┌──

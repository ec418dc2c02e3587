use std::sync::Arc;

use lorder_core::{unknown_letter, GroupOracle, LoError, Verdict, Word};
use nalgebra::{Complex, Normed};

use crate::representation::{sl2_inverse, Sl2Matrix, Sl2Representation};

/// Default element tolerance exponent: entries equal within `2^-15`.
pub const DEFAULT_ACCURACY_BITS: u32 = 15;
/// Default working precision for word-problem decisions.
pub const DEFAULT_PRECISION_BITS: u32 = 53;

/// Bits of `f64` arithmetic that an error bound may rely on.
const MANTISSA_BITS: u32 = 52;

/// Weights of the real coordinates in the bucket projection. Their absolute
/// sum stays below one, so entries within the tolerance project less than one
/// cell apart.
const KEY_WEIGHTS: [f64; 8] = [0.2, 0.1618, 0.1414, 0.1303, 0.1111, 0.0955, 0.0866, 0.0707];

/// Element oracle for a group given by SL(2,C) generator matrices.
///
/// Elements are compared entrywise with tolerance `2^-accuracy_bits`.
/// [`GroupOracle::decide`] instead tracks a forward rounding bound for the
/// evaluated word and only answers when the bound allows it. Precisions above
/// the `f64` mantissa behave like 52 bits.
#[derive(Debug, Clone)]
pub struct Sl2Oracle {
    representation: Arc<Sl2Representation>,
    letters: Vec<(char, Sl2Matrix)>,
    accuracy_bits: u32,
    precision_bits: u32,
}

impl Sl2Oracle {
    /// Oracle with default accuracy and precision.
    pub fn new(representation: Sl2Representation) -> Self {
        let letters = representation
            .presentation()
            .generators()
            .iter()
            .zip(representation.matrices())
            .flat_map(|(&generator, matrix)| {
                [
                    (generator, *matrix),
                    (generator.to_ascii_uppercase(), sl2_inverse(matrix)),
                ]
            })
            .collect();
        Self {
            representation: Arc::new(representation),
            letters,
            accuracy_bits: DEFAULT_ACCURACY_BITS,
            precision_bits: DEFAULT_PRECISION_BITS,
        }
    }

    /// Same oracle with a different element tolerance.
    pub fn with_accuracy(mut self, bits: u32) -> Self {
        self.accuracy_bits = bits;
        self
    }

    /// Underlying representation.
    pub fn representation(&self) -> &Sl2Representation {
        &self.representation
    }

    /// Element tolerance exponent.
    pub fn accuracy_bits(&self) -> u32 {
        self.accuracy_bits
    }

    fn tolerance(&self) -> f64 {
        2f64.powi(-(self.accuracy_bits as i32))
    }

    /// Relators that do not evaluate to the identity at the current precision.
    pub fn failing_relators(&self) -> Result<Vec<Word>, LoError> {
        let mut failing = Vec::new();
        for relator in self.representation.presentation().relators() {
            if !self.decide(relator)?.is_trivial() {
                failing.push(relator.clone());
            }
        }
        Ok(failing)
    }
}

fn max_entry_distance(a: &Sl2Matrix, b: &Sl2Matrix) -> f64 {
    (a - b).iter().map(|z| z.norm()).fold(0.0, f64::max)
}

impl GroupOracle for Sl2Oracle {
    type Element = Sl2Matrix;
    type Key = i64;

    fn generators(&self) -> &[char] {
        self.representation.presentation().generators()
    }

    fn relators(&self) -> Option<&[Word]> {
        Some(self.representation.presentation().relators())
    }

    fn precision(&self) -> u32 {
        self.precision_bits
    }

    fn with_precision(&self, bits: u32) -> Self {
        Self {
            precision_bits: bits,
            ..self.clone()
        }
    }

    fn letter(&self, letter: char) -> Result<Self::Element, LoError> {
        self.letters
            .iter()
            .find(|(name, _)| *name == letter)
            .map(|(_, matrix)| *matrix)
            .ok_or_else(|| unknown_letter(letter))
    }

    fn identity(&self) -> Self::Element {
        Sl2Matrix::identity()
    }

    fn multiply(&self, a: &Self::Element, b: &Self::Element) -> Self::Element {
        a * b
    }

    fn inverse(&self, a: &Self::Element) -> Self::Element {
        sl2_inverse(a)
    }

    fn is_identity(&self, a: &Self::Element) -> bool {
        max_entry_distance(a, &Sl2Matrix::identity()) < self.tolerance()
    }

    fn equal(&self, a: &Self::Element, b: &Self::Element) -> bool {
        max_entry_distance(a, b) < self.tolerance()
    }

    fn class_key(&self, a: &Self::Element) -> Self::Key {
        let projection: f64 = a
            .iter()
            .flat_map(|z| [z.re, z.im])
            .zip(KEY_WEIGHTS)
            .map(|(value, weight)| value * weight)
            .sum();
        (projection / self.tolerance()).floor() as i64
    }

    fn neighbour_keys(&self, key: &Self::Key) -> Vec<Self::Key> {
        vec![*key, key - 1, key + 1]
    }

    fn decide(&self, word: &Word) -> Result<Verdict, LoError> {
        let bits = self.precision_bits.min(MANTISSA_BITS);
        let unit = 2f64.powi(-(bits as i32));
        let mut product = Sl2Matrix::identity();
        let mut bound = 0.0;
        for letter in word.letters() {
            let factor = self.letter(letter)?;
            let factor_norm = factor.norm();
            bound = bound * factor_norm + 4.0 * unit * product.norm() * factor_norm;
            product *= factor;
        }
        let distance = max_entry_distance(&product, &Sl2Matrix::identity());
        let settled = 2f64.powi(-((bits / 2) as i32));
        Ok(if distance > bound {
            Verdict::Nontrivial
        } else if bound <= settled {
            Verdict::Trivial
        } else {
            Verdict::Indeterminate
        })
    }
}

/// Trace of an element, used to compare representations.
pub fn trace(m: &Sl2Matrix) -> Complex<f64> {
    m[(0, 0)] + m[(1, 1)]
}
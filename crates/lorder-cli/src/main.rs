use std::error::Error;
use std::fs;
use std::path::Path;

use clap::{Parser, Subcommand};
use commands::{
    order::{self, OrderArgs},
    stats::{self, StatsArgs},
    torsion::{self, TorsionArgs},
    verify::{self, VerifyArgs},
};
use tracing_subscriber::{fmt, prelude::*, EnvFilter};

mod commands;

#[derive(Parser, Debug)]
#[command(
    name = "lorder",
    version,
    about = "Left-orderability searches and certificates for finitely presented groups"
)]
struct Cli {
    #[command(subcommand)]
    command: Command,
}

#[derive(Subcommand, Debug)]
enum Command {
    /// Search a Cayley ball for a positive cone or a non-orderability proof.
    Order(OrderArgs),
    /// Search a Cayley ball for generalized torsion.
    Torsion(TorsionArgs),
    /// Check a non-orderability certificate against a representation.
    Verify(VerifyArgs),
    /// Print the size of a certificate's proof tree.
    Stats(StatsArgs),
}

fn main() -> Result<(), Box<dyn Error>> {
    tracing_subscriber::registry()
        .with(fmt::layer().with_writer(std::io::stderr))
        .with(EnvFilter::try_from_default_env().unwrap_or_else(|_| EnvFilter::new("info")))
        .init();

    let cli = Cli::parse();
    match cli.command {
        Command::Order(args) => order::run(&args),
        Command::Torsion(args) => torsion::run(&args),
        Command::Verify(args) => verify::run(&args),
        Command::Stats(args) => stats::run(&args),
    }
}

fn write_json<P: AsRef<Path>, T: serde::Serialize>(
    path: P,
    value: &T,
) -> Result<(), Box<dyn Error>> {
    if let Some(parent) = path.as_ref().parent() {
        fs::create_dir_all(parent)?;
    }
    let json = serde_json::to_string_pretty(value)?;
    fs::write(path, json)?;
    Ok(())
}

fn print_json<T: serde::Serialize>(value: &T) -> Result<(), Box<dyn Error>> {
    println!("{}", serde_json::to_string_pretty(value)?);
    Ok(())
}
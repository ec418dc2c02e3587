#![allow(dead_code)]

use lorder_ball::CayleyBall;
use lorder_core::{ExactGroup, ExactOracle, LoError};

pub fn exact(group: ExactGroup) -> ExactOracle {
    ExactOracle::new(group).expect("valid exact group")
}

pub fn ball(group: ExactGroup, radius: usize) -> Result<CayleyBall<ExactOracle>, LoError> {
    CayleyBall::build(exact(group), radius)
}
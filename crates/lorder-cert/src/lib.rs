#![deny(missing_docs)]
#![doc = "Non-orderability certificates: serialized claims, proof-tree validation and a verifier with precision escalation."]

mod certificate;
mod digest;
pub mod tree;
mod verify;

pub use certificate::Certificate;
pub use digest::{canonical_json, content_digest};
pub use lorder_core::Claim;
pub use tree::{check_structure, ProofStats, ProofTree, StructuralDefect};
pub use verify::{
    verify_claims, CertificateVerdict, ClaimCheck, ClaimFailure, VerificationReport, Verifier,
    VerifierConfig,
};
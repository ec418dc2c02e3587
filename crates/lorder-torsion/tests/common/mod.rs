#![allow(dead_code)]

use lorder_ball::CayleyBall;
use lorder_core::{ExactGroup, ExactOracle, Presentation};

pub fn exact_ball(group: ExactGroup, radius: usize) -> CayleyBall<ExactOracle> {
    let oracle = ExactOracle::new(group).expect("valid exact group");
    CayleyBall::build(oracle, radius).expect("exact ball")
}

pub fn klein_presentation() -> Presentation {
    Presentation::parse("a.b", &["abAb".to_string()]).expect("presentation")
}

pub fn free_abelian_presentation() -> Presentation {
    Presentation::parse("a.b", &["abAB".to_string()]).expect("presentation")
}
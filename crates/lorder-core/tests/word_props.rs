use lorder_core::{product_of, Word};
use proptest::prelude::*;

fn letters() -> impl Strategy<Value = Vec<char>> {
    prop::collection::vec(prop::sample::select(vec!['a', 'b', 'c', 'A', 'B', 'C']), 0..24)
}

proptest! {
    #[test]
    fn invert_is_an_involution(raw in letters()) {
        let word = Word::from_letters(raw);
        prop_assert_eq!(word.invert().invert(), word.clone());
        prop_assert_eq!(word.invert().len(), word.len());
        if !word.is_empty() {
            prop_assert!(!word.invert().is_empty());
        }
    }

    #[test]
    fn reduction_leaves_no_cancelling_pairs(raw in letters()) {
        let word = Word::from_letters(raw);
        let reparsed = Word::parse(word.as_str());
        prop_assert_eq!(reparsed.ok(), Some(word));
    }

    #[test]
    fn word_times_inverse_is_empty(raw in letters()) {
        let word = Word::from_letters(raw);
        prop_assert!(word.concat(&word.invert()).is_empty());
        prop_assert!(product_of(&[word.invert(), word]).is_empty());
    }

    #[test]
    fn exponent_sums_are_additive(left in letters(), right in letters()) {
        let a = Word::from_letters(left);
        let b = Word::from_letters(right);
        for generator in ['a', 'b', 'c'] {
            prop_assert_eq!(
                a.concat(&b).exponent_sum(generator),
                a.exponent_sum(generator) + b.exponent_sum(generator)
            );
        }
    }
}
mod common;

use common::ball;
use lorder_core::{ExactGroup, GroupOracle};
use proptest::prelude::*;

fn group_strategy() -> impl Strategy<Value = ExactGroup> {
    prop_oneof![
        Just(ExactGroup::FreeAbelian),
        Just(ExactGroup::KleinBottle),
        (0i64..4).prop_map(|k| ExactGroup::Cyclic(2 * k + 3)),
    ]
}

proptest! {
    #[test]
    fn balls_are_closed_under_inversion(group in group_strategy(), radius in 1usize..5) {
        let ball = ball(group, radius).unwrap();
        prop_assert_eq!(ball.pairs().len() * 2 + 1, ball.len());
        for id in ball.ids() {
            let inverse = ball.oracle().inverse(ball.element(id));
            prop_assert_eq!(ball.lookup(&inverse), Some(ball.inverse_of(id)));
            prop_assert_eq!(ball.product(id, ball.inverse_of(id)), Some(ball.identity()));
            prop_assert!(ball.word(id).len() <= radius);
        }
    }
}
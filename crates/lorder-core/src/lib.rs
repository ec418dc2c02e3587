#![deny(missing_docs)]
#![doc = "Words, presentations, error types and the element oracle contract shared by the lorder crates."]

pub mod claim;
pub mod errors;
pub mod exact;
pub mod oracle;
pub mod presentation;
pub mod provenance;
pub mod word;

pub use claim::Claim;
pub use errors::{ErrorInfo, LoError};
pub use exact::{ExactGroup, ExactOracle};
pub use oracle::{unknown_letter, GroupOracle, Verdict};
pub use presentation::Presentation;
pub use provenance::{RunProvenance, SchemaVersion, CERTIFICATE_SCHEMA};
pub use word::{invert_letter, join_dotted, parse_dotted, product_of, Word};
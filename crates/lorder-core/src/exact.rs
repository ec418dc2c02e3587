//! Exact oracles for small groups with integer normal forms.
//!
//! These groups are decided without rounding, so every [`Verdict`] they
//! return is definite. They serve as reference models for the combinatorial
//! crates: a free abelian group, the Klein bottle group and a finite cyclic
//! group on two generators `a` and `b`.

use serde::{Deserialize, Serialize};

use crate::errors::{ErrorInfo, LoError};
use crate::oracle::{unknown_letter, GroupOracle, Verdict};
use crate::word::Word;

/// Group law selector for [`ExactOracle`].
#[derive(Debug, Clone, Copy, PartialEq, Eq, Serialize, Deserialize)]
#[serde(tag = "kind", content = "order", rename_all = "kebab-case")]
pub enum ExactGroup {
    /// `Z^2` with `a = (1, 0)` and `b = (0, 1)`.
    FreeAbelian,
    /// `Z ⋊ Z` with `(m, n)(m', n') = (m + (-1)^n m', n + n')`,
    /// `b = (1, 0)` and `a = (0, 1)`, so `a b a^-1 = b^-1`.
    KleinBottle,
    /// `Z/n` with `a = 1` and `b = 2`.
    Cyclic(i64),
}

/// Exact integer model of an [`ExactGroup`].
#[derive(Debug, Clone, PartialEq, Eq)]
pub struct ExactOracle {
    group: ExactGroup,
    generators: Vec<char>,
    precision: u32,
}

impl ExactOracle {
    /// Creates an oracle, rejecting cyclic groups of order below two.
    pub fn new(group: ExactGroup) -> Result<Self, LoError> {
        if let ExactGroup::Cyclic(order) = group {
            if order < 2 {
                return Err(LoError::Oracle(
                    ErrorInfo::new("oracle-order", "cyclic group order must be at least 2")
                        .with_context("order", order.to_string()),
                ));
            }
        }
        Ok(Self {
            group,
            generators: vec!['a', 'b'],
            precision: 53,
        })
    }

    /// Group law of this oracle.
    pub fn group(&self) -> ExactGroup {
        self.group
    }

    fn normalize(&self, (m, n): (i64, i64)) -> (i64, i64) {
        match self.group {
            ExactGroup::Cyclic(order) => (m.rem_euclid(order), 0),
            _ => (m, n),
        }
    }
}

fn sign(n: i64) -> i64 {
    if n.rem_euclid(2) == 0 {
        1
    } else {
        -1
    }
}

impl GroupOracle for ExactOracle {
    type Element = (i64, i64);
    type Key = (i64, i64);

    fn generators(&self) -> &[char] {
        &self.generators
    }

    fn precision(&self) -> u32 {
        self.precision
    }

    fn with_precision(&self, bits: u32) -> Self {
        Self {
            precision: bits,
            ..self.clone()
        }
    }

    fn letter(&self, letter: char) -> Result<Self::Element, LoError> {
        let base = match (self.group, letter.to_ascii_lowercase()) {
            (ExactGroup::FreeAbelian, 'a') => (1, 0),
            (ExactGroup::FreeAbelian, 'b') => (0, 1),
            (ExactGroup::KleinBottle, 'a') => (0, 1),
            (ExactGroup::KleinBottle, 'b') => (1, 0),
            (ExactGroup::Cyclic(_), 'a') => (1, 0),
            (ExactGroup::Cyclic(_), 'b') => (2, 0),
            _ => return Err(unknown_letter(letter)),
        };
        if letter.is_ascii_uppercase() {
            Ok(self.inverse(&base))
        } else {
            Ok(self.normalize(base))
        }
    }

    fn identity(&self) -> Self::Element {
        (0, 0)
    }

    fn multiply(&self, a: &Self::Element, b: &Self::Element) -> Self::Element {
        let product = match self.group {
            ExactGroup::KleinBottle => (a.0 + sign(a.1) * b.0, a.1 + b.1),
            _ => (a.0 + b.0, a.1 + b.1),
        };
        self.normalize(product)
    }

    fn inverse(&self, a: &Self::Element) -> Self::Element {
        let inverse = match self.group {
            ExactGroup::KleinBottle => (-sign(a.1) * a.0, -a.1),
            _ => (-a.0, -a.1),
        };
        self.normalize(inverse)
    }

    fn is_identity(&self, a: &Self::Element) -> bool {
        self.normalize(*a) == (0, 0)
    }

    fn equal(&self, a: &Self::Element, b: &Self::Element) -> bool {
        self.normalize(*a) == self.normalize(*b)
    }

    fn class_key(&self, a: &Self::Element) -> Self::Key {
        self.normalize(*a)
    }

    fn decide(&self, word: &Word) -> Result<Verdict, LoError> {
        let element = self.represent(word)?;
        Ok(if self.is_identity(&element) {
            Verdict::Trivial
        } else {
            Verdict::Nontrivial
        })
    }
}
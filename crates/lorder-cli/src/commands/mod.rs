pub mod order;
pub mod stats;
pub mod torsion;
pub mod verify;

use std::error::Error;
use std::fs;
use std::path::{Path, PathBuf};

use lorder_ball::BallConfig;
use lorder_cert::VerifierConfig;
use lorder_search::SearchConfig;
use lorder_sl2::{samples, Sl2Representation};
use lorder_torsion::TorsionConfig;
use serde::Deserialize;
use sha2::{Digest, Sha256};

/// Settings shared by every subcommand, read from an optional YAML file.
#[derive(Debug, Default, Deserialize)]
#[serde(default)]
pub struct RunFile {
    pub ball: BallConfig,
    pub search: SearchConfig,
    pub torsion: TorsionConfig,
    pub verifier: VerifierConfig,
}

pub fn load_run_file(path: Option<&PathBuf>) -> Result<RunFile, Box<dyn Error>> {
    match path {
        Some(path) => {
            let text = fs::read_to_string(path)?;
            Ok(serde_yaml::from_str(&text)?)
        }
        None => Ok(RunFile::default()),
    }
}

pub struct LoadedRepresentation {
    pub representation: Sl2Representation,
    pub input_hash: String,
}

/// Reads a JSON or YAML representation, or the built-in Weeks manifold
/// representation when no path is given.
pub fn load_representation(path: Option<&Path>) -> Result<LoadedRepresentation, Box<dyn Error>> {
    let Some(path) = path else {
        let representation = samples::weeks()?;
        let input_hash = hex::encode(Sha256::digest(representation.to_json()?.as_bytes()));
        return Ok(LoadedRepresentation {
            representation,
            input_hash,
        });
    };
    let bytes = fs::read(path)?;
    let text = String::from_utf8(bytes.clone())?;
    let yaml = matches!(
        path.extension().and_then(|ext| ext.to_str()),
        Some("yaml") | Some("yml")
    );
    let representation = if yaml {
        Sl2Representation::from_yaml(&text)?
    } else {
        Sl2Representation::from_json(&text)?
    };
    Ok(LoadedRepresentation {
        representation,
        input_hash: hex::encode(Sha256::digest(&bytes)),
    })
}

└──

» **EXERCISE OBJECTIVE**:
Scan the records for the word "parent". Copy each line where it turns up.

» **YOUR SOLUTION**:
    if let Some(parent) = path.as_ref().parent() {
        fs::create_dir_all(parent)?;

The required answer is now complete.